There are other issues: The huge wing can create a deep stall where turbulent air occludes control surfaces and prevents recovery. This is remedied either with a compound delta, where different sweep angles stop the entire wing stalling at once, or with a canard foreplane.
The trapezoidal wing: American flair.
With a swept-back leading edge and swept forward trailing edge, this wing, common on US fighters, is structurally efficient and so can be kept thin & light: And a thin, highly loaded trapezoidal wing is good for transonic drag reduction.
Wave drag & the area rule.
As Mach number increases, so does wave drag, related to the longitudinal cross-sectional area distribution of an aircraft: To minimise wave drag this should be small, and changes should be smooth.
The YF23 shows how the trapezoidal wing aids this.
The trapezoid makes it easier to achieve an elliptical lift distribution, handy for induced drag reduction. They also have a centre of lift further forward than deltas, meaning tailplanes and flaps are easier to integrate.
Their angles of sweep are favourable for stealth.
Trapezoidal problems.
They are more highly loaded than deltas, impinging on turning performance. They also stall at lower incidence angles, unless very highly swept, and so require LERX or canards.
LERX: Leading Edge Root eXtensions.
Specialist vortex generators: The F18 shows them to great effect, where they're used to generate powerful conical vortices over the wing, stabilize flow, improve mixing and delay stall.

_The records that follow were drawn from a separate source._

use forest_topology::algs::completion::{complete_connectivity, connect_faces};
use forest_topology::mesh_generation::{brick, periodic, twocubes, unitcube};
use forest_topology::topology::connectivity::{Connectivity, NO_ENTITY, TopIdx};
use forest_topology::topology::tables::{CHILDREN, EDGES};

fn edge_section(conn: &Connectivity) -> (Vec<TopIdx>, Vec<TopIdx>, Vec<TopIdx>, Vec<i8>) {
    (
        conn.tree_to_edge().to_vec(),
        conn.ett_offset().to_vec(),
        conn.edge_to_tree().to_vec(),
        conn.edge_to_edge().to_vec(),
    )
}

fn corner_section(conn: &Connectivity) -> (Vec<TopIdx>, Vec<TopIdx>, Vec<TopIdx>, Vec<i8>) {
    (
        conn.tree_to_corner().to_vec(),
        conn.ctt_offset().to_vec(),
        conn.corner_to_tree().to_vec(),
        conn.corner_to_corner().to_vec(),
    )
}

#[test]
fn completion_twice_gives_identical_sections() {
    let mut conn = brick(3, 2, 2, false, true, false).unwrap();
    complete_connectivity(&mut conn).unwrap();
    let (edges, corners) = (edge_section(&conn), corner_section(&conn));
    complete_connectivity(&mut conn).unwrap();
    assert_eq!(edge_section(&conn), edges);
    assert_eq!(corner_section(&conn), corners);
}

#[test]
fn completion_reproduces_unperiodic_bricks() {
    for (m, n, p) in [(1, 1, 1), (2, 1, 1), (2, 2, 1), (3, 2, 2)] {
        let reference = brick(m, n, p, false, false, false).unwrap();
        let mut conn = reference.clone();
        complete_connectivity(&mut conn).unwrap();
        assert!(conn.is_equal(&reference), "{m} x {n} x {p}");
    }
}

#[test]
fn isolated_tree_shares_nothing() {
    let mut conn = unitcube();
    complete_connectivity(&mut conn).unwrap();
    assert_eq!((conn.num_edges(), conn.num_corners()), (0, 0));
    assert_eq!(conn.tree_to_edge(), &[NO_ENTITY; EDGES]);
    assert_eq!(conn.tree_to_corner(), &[NO_ENTITY; CHILDREN]);
    assert_eq!(conn.ett_offset(), &[0]);
    assert_eq!(conn.ctt_offset(), &[0]);
}

#[test]
fn periodicity_not_in_vertices_is_lost() {
    let mut conn = periodic();
    assert_eq!(conn.num_edges(), 3);
    complete_connectivity(&mut conn).unwrap();
    assert_eq!(conn.num_edges(), 0);
    assert_eq!(conn.num_corners(), 0);
    // the face gluing survives; only edges and corners are rebuilt
    assert_eq!(conn.tree_to_face(), &[1, 0, 3, 2, 5, 4]);
    assert!(conn.is_valid());
}

#[test]
fn faces_then_completion_rebuilds_twocubes() {
    let reference = twocubes();
    let mut conn = Connectivity::new(12, 2, 0, 0, 0, 0);
    conn.vertices_mut().copy_from_slice(reference.vertices());
    conn.tree_to_vertex_mut().copy_from_slice(reference.tree_to_vertex());
    connect_faces(&mut conn).unwrap();
    complete_connectivity(&mut conn).unwrap();
    assert!(conn.is_equal(&reference));
}

#[test]
fn completion_keeps_attributes() {
    let mut conn = brick(2, 1, 1, false, false, false).unwrap();
    conn.set_attr(true).unwrap();
    conn.tree_to_attr_mut().unwrap()[1] = 9;
    complete_connectivity(&mut conn).unwrap();
    assert_eq!(conn.tree_to_attr(), Some(&[0i8, 9][..]));
}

The swept-back wing: A Russian bear.
Both leading and trailing edges are swept back, these have lower wing loading than trapezoidal, higher viscous drag but often lower induced drag owing to a relatively high aspect ratio. There's always a tailplane, sometimes foreplanes.
Size.
This, too, reflects design intent: Contrast compact European canard deltas, designed for short-medium range mission profiles, to Russian giants, where geography, range requirements and heavy long range weapons drove platform evolution.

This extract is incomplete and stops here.